The monumental statue of Christ, mortar from the masonry around Raphael’s grave in the Pantheon and the secretive Order of Freemasons. This exhibition presented a broad narrative describing the religious motifs in Thorvaldsen’s opus and his major ecclesiastical commissions.

A little more than 50 years separates Thorvaldsen’s (1770-1844) earliest and last works treating Christian and churchly motifs. The exhibition covered the period from an early study of a motif from The Acts of the Apostles (for the relief that gained Thorvaldsen the Academy of Fine Arts’ big Gold Medal in 1793) to the bust of the German theologian and reformer Martin Luther (1483-1546) that Thorvaldsen was still working on the very day of his death, 24 March 1844, at the age of 73. The exhibition displayed the whole range of Thorvaldsen’s works that had to do with Christianity and the Church. This was achieved through a choice selection of drawings and models by Thorvaldsen, supplemented with documents, old editions of the Bible and paintings from Thorvaldsen’s own collections.

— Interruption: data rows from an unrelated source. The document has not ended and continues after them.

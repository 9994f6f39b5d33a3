//! Database layer for Tipsy

mod blob_store;
mod connection;
mod migrations;

pub use blob_store::{
    BlobStore, SqliteBlobStore, ENTRIES_KEY, IDENTITY_KEY, TAGS_KEY, VIEW_STATE_KEY,
};
pub use connection::Database;
use tipsy_core::cloud::CloudServices;
use tipsy_core::sync::SyncService;

use crate::commands::common::{confirm, format_timestamp, Session};
use crate::error::CliError;

fn sync_service(session: &Session, cloud: CloudServices) -> SyncService {
    SyncService::new(session.cache.context(), cloud)
}

pub async fn run_backup(session: &Session, cloud: CloudServices) -> Result<(), CliError> {
    let entries = session.store.list();
    let report = sync_service(session, cloud).backup(&entries).await?;
    if report.count == report.total {
        println!("Backed up {} entries", report.count);
    } else {
        println!(
            "Backed up {} of {} entries; see the log for failures",
            report.count, report.total
        );
    }
    Ok(())
}

pub async fn run_restore(
    session: &Session,
    cloud: CloudServices,
    assume_yes: bool,
) -> Result<(), CliError> {
    let local_count = session.store.list().len();
    if !assume_yes
        && local_count > 0
        && !confirm(&format!(
            "Replace {local_count} local entries with the cloud copy?"
        ))?
    {
        println!("Restore cancelled");
        return Ok(());
    }

    let entries = sync_service(session, cloud).restore().await?;
    let installed = session.store.replace_all(entries)?;
    println!("Restored {installed} entries");
    Ok(())
}

pub async fn run_cloud_delete(
    session: &Session,
    cloud: CloudServices,
    assume_yes: bool,
) -> Result<(), CliError> {
    if !assume_yes && !confirm("Delete every cloud record and image of this account?")? {
        println!("Cloud delete cancelled");
        return Ok(());
    }

    let report = sync_service(session, cloud).delete_all_remote().await?;
    println!("Deleted {} cloud entries", report.deleted_count);
    Ok(())
}

pub async fn run_last_backup(session: &Session, cloud: CloudServices) -> Result<(), CliError> {
    if session.cache.load().is_none() {
        println!("Not logged in");
        return Ok(());
    }
    match sync_service(session, cloud).last_backup_time().await {
        Some(at) => println!("{}", format_timestamp(at)),
        None => println!("Never backed up"),
    }
    Ok(())
}
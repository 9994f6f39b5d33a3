//! Cloudflare R2 object storage for images and avatars.

use async_trait::async_trait;
use aws_credential_types::Credentials;
use aws_sdk_s3::primitives::ByteStream;
use aws_sdk_s3::types::{Delete, ObjectIdentifier};
use aws_sdk_s3::Client;
use aws_types::region::Region;

use crate::cloud::{parse_remote_reference, remote_reference, ObjectStorage};
use crate::{Error, Result};

/// Upper bound of keys in one `DeleteObjects` request.
const DELETE_BATCH: usize = 1000;

const R2_VARIABLES: [&str; 4] = [
    "R2_ACCOUNT_ID",
    "R2_BUCKET",
    "R2_ACCESS_KEY_ID",
    "R2_SECRET_ACCESS_KEY",
];

/// Cloudflare R2 configuration.
#[derive(Clone, PartialEq, Eq)]
pub struct R2Config {
    pub account_id: String,
    /// Also the bucket part of `cloud://` references
    pub bucket: String,
    pub access_key_id: String,
    pub secret_access_key: String,
}

impl std::fmt::Debug for R2Config {
    fn fmt(&self, formatter: &mut std::fmt::Formatter<'_>) -> std::fmt::Result {
        formatter
            .debug_struct("R2Config")
            .field("account_id", &self.account_id)
            .field("bucket", &self.bucket)
            .field("access_key_id", &self.access_key_id)
            .field("secret_access_key", &"[REDACTED]")
            .finish()
    }
}

impl R2Config {
    /// S3-compatible endpoint of the account.
    #[must_use]
    pub fn endpoint_url(&self) -> String {
        format!("https://{}.r2.cloudflarestorage.com", self.account_id)
    }
}

/// Read the `R2_*` variables through `lookup`.
///
/// `Ok(None)` when none is set; `InvalidConfig` naming the gaps when only
/// some are.
pub fn parse_config(lookup: &impl Fn(&str) -> Option<String>) -> Result<Option<R2Config>> {
    let values = R2_VARIABLES.map(|name| {
        lookup(name)
            .map(|value| value.trim().to_string())
            .filter(|value| !value.is_empty())
    });

    if values.iter().all(Option::is_none) {
        return Ok(None);
    }

    match values {
        [Some(account_id), Some(bucket), Some(access_key_id), Some(secret_access_key)] => {
            Ok(Some(R2Config {
                account_id,
                bucket,
                access_key_id,
                secret_access_key,
            }))
        }
        values => {
            let missing: Vec<&str> = R2_VARIABLES
                .iter()
                .zip(values.iter())
                .filter(|(_, value)| value.is_none())
                .map(|(name, _)| *name)
                .collect();
            Err(Error::InvalidConfig(format!(
                "R2 configuration is incomplete. Missing: {}",
                missing.join(", ")
            )))
        }
    }
}

/// R2-backed [`ObjectStorage`].
#[derive(Clone, Debug)]
pub struct R2Storage {
    config: R2Config,
    client: Client,
}

impl R2Storage {
    #[must_use]
    pub fn new(config: R2Config) -> Self {
        let credentials = Credentials::new(
            config.access_key_id.clone(),
            config.secret_access_key.clone(),
            None,
            None,
            "tipsy-r2",
        );
        let sdk_config = aws_sdk_s3::config::Builder::new()
            .region(Region::new("auto"))
            .credentials_provider(credentials)
            .endpoint_url(config.endpoint_url())
            .force_path_style(true)
            .build();

        Self {
            client: Client::from_conf(sdk_config),
            config,
        }
    }

    #[must_use]
    pub const fn config(&self) -> &R2Config {
        &self.config
    }

    /// Object keys in this bucket behind `references`.
    ///
    /// External URLs and references into other buckets are skipped.
    fn owned_keys<'a>(&self, references: &'a [String]) -> Vec<&'a str> {
        references
            .iter()
            .filter_map(|reference| match parse_remote_reference(reference) {
                Some((bucket, key)) if bucket == self.config.bucket => Some(key),
                Some((bucket, _)) => {
                    tracing::warn!("Skipping {reference}: bucket {bucket} is not configured");
                    None
                }
                None => {
                    tracing::debug!("Skipping non-remote reference {reference}");
                    None
                }
            })
            .collect()
    }

    /// Send one `DeleteObjects` request, returning the keys it could not
    /// remove.
    async fn delete_batch(&self, keys: &[&str]) -> Result<Vec<String>> {
        let objects = keys
            .iter()
            .map(|key| ObjectIdentifier::builder().key(*key).build())
            .collect::<std::result::Result<Vec<_>, _>>()
            .map_err(|error| Error::Remote(format!("R2 delete request: {error}")))?;
        let delete = Delete::builder()
            .set_objects(Some(objects))
            .quiet(true)
            .build()
            .map_err(|error| Error::Remote(format!("R2 delete request: {error}")))?;

        let response = self
            .client
            .delete_objects()
            .bucket(&self.config.bucket)
            .delete(delete)
            .send()
            .await
            .map_err(|error| {
                Error::Remote(format!(
                    "R2 delete_objects failed for {}: {error}",
                    self.config.bucket
                ))
            })?;

        Ok(response
            .errors()
            .iter()
            .map(|failure| {
                format!(
                    "{} ({})",
                    failure.key().unwrap_or("?"),
                    failure.message().unwrap_or("unknown error")
                )
            })
            .collect())
    }
}

#[async_trait]
impl ObjectStorage for R2Storage {
    async fn upload(&self, key: &str, bytes: Vec<u8>, content_type: &str) -> Result<String> {
        let key = key.trim().trim_matches('/');
        if key.is_empty() {
            return Err(Error::Upload("object key cannot be empty".to_string()));
        }

        let size = bytes.len();
        self.client
            .put_object()
            .bucket(&self.config.bucket)
            .key(key)
            .content_type(content_type)
            .body(ByteStream::from(bytes))
            .send()
            .await
            .map_err(|error| {
                Error::Upload(format!(
                    "R2 put_object failed for {}/{key}: {error}",
                    self.config.bucket
                ))
            })?;

        tracing::debug!("Uploaded {key} ({size} bytes) to R2");
        Ok(remote_reference(&self.config.bucket, key))
    }

    /// Remove all owned objects, at most [`DELETE_BATCH`] keys per
    /// `DeleteObjects` request.
    async fn delete(&self, references: &[String]) -> Result<()> {
        let keys = self.owned_keys(references);
        let mut failed = Vec::new();
        for batch in keys.chunks(DELETE_BATCH) {
            failed.extend(self.delete_batch(batch).await?);
        }

        if failed.is_empty() {
            tracing::debug!("Deleted {} objects from R2", keys.len());
            Ok(())
        } else {
            Err(Error::Remote(format!(
                "R2 could not delete {}",
                failed.join(", ")
            )))
        }
    }
}
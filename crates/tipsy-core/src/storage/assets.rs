//! Durable local image storage.

use std::fs;
use std::io;
use std::path::{Component, Path, PathBuf};

use crate::cleanup::best_effort;
use crate::util::generate_id;
use crate::{Error, Result};

use super::compress::compress_jpeg;

/// Copies picked images into a directory the app owns and removes them again.
///
/// Only files under `root` are ever deleted; anything else (temporary picker
/// files, remote references, external URLs) is left alone.
#[derive(Debug, Clone)]
pub struct AssetStore {
    root: PathBuf,
    scratch: PathBuf,
}

impl AssetStore {
    /// `root` holds durable images, `scratch` holds compression output.
    pub fn new(root: impl Into<PathBuf>, scratch: impl Into<PathBuf>) -> Self {
        Self {
            root: root.into(),
            scratch: scratch.into(),
        }
    }

    pub fn root(&self) -> &Path {
        &self.root
    }

    /// Whether `path` names a file inside the durable directory.
    ///
    /// The part after `root` must be plain names only, so `..` segments
    /// cannot escape it.
    pub fn owns(&self, path: &str) -> bool {
        Path::new(path)
            .strip_prefix(&self.root)
            .is_ok_and(|rest| {
                rest.components().next().is_some()
                    && rest
                        .components()
                        .all(|component| matches!(component, Component::Normal(_)))
            })
    }

    /// Copy `temp_path` into the durable directory as `img_<id>.jpg`.
    pub fn save(&self, temp_path: &Path) -> Result<PathBuf> {
        fs::create_dir_all(&self.root).map_err(|error| {
            Error::AssetWrite(format!("create {}: {error}", self.root.display()))
        })?;

        let target = self.root.join(format!("img_{}.jpg", generate_id()));
        fs::copy(temp_path, &target).map_err(|error| {
            Error::AssetWrite(format!("copy {}: {error}", temp_path.display()))
        })?;

        tracing::debug!("Saved image to {}", target.display());
        Ok(target)
    }

    /// Delete a durable image, reporting the failure.
    ///
    /// Returns `Ok(false)` without touching the disk for empty paths, paths
    /// outside the durable directory and files that are already gone.
    pub fn try_delete(&self, path: &str) -> Result<bool> {
        if !self.owns(path) {
            return Ok(false);
        }
        match fs::remove_file(path) {
            Ok(()) => {
                tracing::debug!("Deleted image {path}");
                Ok(true)
            }
            Err(error) if error.kind() == io::ErrorKind::NotFound => Ok(false),
            Err(error) => Err(error.into()),
        }
    }

    /// Delete a durable image, logging instead of failing.
    pub fn delete(&self, path: &str) {
        best_effort("Deleting image", self.try_delete(path));
    }

    /// Re-encode `source` as a bounded JPEG into the scratch directory.
    pub fn compress(&self, source: &Path, quality: u8) -> Result<PathBuf> {
        let bytes = fs::read(source)
            .map_err(|error| Error::Compression(format!("read {}: {error}", source.display())))?;
        let compressed = compress_jpeg(&bytes, quality)?;

        fs::create_dir_all(&self.scratch).map_err(|error| {
            Error::Compression(format!("create {}: {error}", self.scratch.display()))
        })?;
        let target = self.scratch.join(format!("compressed_{}.jpg", generate_id()));
        fs::write(&target, compressed.bytes)
            .map_err(|error| Error::Compression(format!("write {}: {error}", target.display())))?;

        tracing::debug!(
            "Compressed {} to {}x{}",
            source.display(),
            compressed.width,
            compressed.height
        );
        Ok(target)
    }
}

The most important works in Thorvaldsen’s interpretation of Christian motifs are to be found in Copenhagen’s cathedral, the Church of Our Lady. In 1820, Thorvaldsen was commissioned to ornament the church with statues of Christ, the twelve apostles and a baptismal angel. A little less than 20 years later the sculptural programme was completed and was consecrated on Whit Sunday 1839. In the course of time the 3½-meter-tall Christ became one of Thorvaldsen’s best-known, and for many people the statue became the very image of Christ. Today it stands in churches and places of worship all over the world.

Thorvaldsens Museum

Thorvaldsens Museum opened on 18 September 1848 and was the first public museum building in Denmark. The characteristic museum building was built to exhibit the extensive life’s work of the sculptor Bertel Thorvaldsen (1770-1844) and today still looks more or less as it did when it opened over 150 years ago.

Thorvaldsens Museum also contains Thorvaldsen’s drawings and sketches for sculptures and reliefs. In addition Thorvaldsen was a passionate collector, so the museum also exhibits his extensive collections of paintings from his own time and collections of artworks and objects from Greek, Roman and Egyptian antiquity. The museum also shows changing exhibitions that go into greater depth with aspects of the permanent collections, including contemporary art.